Throughout the 19th century as the demand for Irish freedom was raised, and even the demand for limited freedom within the British Empire, the British Establishment deliberately fomented sectarian divisions and, when it suited, they gave every encouragement to the Orange Order. The Catholic middle-class which developed throughout this period articulated the demand for limited freedom through constitutional methods but they did not want to break the link with Britain. The republican tradition of militant separatism continued to win support amongst the people of no property but a large part of this support base was obliterated in the Great Famine of the 1840’s and through continued emigration to Britain, the USA and Australia.
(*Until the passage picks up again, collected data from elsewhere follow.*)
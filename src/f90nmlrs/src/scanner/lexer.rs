// f90nmlrs/src/scanner/lexer.rs

//! Low-level lexical analysis for Fortran namelist tokens.

use super::token::{Token, TokenType};
use crate::error::{F90nmlError, Result};

/// Low-level lexer for Fortran namelist tokens.
pub struct Lexer {
    input: Vec<char>,
    current: usize,
    line: usize,
    column: usize,
    comment_tokens: Vec<char>,
}

impl Lexer {
    /// Create a new lexer for the given input.
    pub fn new(input: &str) -> Self {
        Self {
            input: input.chars().collect(),
            current: 0,
            line: 1,
            column: 1,
            comment_tokens: vec!['!', '#'],
        }
    }

    /// Set comment tokens (default: ['!', '#']).
    pub fn with_comment_tokens(mut self, tokens: Vec<char>) -> Self {
        self.comment_tokens = tokens;
        self
    }

    /// Scan every token up to and including `Eof`.
    pub fn tokenize(mut self) -> Result<Vec<Token>> {
        let mut tokens = Vec::new();
        loop {
            let token = self.scan_token()?;
            let is_eof = token.token_type == TokenType::Eof;
            tokens.push(token);
            if is_eof {
                return Ok(tokens);
            }
        }
    }

    /// Scan the next token.
    pub fn scan_token(&mut self) -> Result<Token> {
        let line = self.line;
        let column = self.column;
        let start = self.current;

        let c = match self.peek() {
            Some(c) => c,
            None => return Ok(Token::new(TokenType::Eof, String::new(), line, column)),
        };

        if c.is_whitespace() {
            while self.peek().map_or(false, char::is_whitespace) {
                self.advance();
            }
            return Ok(self.token_from(TokenType::Whitespace, start, line, column));
        }

        self.advance();
        let token_type = match c {
            '&' => TokenType::GroupStart,
            '$' => TokenType::GroupStartAlt,
            '/' => TokenType::GroupEnd,
            '=' => TokenType::Assign,
            ',' => TokenType::Comma,
            '(' => TokenType::LeftParen,
            ')' => TokenType::RightParen,
            ':' => TokenType::Colon,
            '%' => TokenType::Percent,
            '*' => TokenType::Star,
            '\'' | '"' => {
                self.scan_string(c, line, column)?;
                TokenType::String
            }
            '+' | '-' => self.scan_signed(),
            '.' => self.scan_dot(),
            _ if c.is_ascii_digit() => self.scan_number(),
            _ if c.is_ascii_alphabetic() || c == '_' => {
                while self
                    .peek()
                    .map_or(false, |c| c.is_ascii_alphanumeric() || c == '_')
                {
                    self.advance();
                }
                TokenType::Identifier
            }
            _ if self.comment_tokens.contains(&c) => {
                while self.peek().map_or(false, |c| c != '\n') {
                    self.advance();
                }
                TokenType::Comment
            }
            _ => TokenType::Invalid,
        };

        Ok(self.token_from(token_type, start, line, column))
    }

    fn token_from(&self, token_type: TokenType, start: usize, line: usize, column: usize) -> Token {
        let lexeme: String = self.input[start..self.current].iter().collect();
        Token::new(token_type, lexeme, line, column)
    }

    fn scan_signed(&mut self) -> TokenType {
        match (self.peek(), self.peek_ahead(1)) {
            (Some(c), _) if c.is_ascii_digit() => self.scan_number(),
            (Some('.'), Some(d)) if d.is_ascii_digit() => {
                self.advance();
                self.scan_number();
                TokenType::Real
            }
            _ => TokenType::Invalid,
        }
    }

    /// Scan the remainder of a numeric literal.
    ///
    /// The first digit (or sign) has already been consumed.
    fn scan_number(&mut self) -> TokenType {
        let mut is_real = false;
        self.skip_digits();

        if self.peek() == Some('.') && self.dot_continues_number() {
            is_real = true;
            self.advance();
            self.skip_digits();
        }

        if self.at_exponent() {
            is_real = true;
            self.advance();
            if matches!(self.peek(), Some('+') | Some('-')) {
                self.advance();
            }
            self.skip_digits();
        }

        // Kind specifier, e.g. 1.0_dp or 42_8
        if self.peek() == Some('_') {
            self.advance();
            while self
                .peek()
                .map_or(false, |c| c.is_ascii_alphanumeric() || c == '_')
            {
                self.advance();
            }
        }

        if is_real {
            TokenType::Real
        } else {
            TokenType::Integer
        }
    }

    /// A '.' after digits belongs to the number unless it opens a dotted
    /// word such as `.true.`.
    fn dot_continues_number(&self) -> bool {
        match self.peek_ahead(1) {
            Some(c) if c.is_ascii_alphabetic() => {
                matches!(c, 'e' | 'E' | 'd' | 'D')
                    && self
                        .peek_ahead(2)
                        .map_or(false, |n| n.is_ascii_digit() || n == '+' || n == '-')
            }
            _ => true,
        }
    }

    fn at_exponent(&self) -> bool {
        matches!(self.peek(), Some('e' | 'E' | 'd' | 'D'))
            && match self.peek_ahead(1) {
                Some(c) if c.is_ascii_digit() => true,
                Some('+' | '-') => self.peek_ahead(2).map_or(false, |c| c.is_ascii_digit()),
                _ => false,
            }
    }

    fn skip_digits(&mut self) {
        while self.peek().map_or(false, |c| c.is_ascii_digit()) {
            self.advance();
        }
    }

    fn scan_dot(&mut self) -> TokenType {
        if self.peek().map_or(false, |c| c.is_ascii_digit()) {
            self.scan_number();
            return TokenType::Real;
        }

        if !self.peek().map_or(false, |c| c.is_ascii_alphabetic()) {
            return TokenType::Invalid;
        }

        let word_start = self.current;
        while self.peek().map_or(false, |c| c.is_ascii_alphabetic()) {
            self.advance();
        }
        let word: String = self.input[word_start..self.current]
            .iter()
            .collect::<String>()
            .to_lowercase();
        if self.peek() == Some('.') {
            self.advance();
        }

        if word.starts_with('t') || word.starts_with('f') {
            TokenType::Logical
        } else {
            TokenType::Invalid
        }
    }

    /// Scan to the closing quote; a quoted string may span lines.
    fn scan_string(&mut self, quote: char, line: usize, column: usize) -> Result<()> {
        loop {
            match self.peek() {
                None => {
                    return Err(F90nmlError::invalid_syntax(
                        "Unterminated string literal",
                        line,
                        column,
                    ));
                }
                Some(c) if c == quote => {
                    self.advance();
                    // A doubled quote is an escaped quote
                    if self.peek() == Some(quote) {
                        self.advance();
                    } else {
                        return Ok(());
                    }
                }
                Some(_) => {
                    self.advance();
                }
            }
        }
    }

    fn advance(&mut self) -> Option<char> {
        let c = self.peek()?;
        self.current += 1;
        if c == '\n' {
            self.line += 1;
            self.column = 1;
        } else {
            self.column += 1;
        }
        Some(c)
    }

    fn peek(&self) -> Option<char> {
        self.input.get(self.current).copied()
    }

    fn peek_ahead(&self, distance: usize) -> Option<char> {
        self.input.get(self.current + distance).copied()
    }
}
There were several armed uprisings throughout the century but even though they followed inn the republican tradition of the United Irishmen they failed to attract the same degree of popular support and were easily suppressed.

With the gradual extension of the franchise it became clear in the late 19th and 20th centuries that the limited independence of “Home Rule” would have to be conceded if the stability which Britain needed in Ireland was to continue. In Ulster, where the descendants of the Planters still constituted a privileged Unionist majority in favour of the union with Britain, a pro-British and sectarian armed force called the Ulster Volunteer Force (UVF) was formed to resist the democratic demands of the Irish people as a whole. The British refused to move against this force and senior political and military figures encouraged its development.

By the early years of the present century a clear pattern had emerged between the major political forces in Ireland, a pattern which continues to this day, with the limited demands of constitutional nationalism being strenuously opposed by Unionists and qualified by British administrations anxious to ensure that their self-interest was defended. Two events combined to shatter that pattern, for a time at least; first was the outbreak of World War in 1914 which put the issue of Home Rule on the back-burner of British political considerations, and second was the decision by Irish separatist forces including the Irish Republican Brotherhood (IRB), the Irish Volunteers and the Irish Citizen Army to take advantage of Britain’s involvement in a global conflict and to strike a blow for freedom in the ranks of a combined force called the Irish Republican Army (IRA).

On Easter Monday 1916 the Irish Republic was declared and a Provisional Government established in arms by the IRA. After a week of fighting which was largely confined to Dublin, the superior armed power of the British succeeded in crushing the rebellion.

The subsequent executions of the Republican leaders and the imprisonment of the rank-and-file was resented by ordinary Irish people. Many who had not supported the rebellion changed their

opinions and popular support for Irish separatism grew from a tiny fringe to a mass movement.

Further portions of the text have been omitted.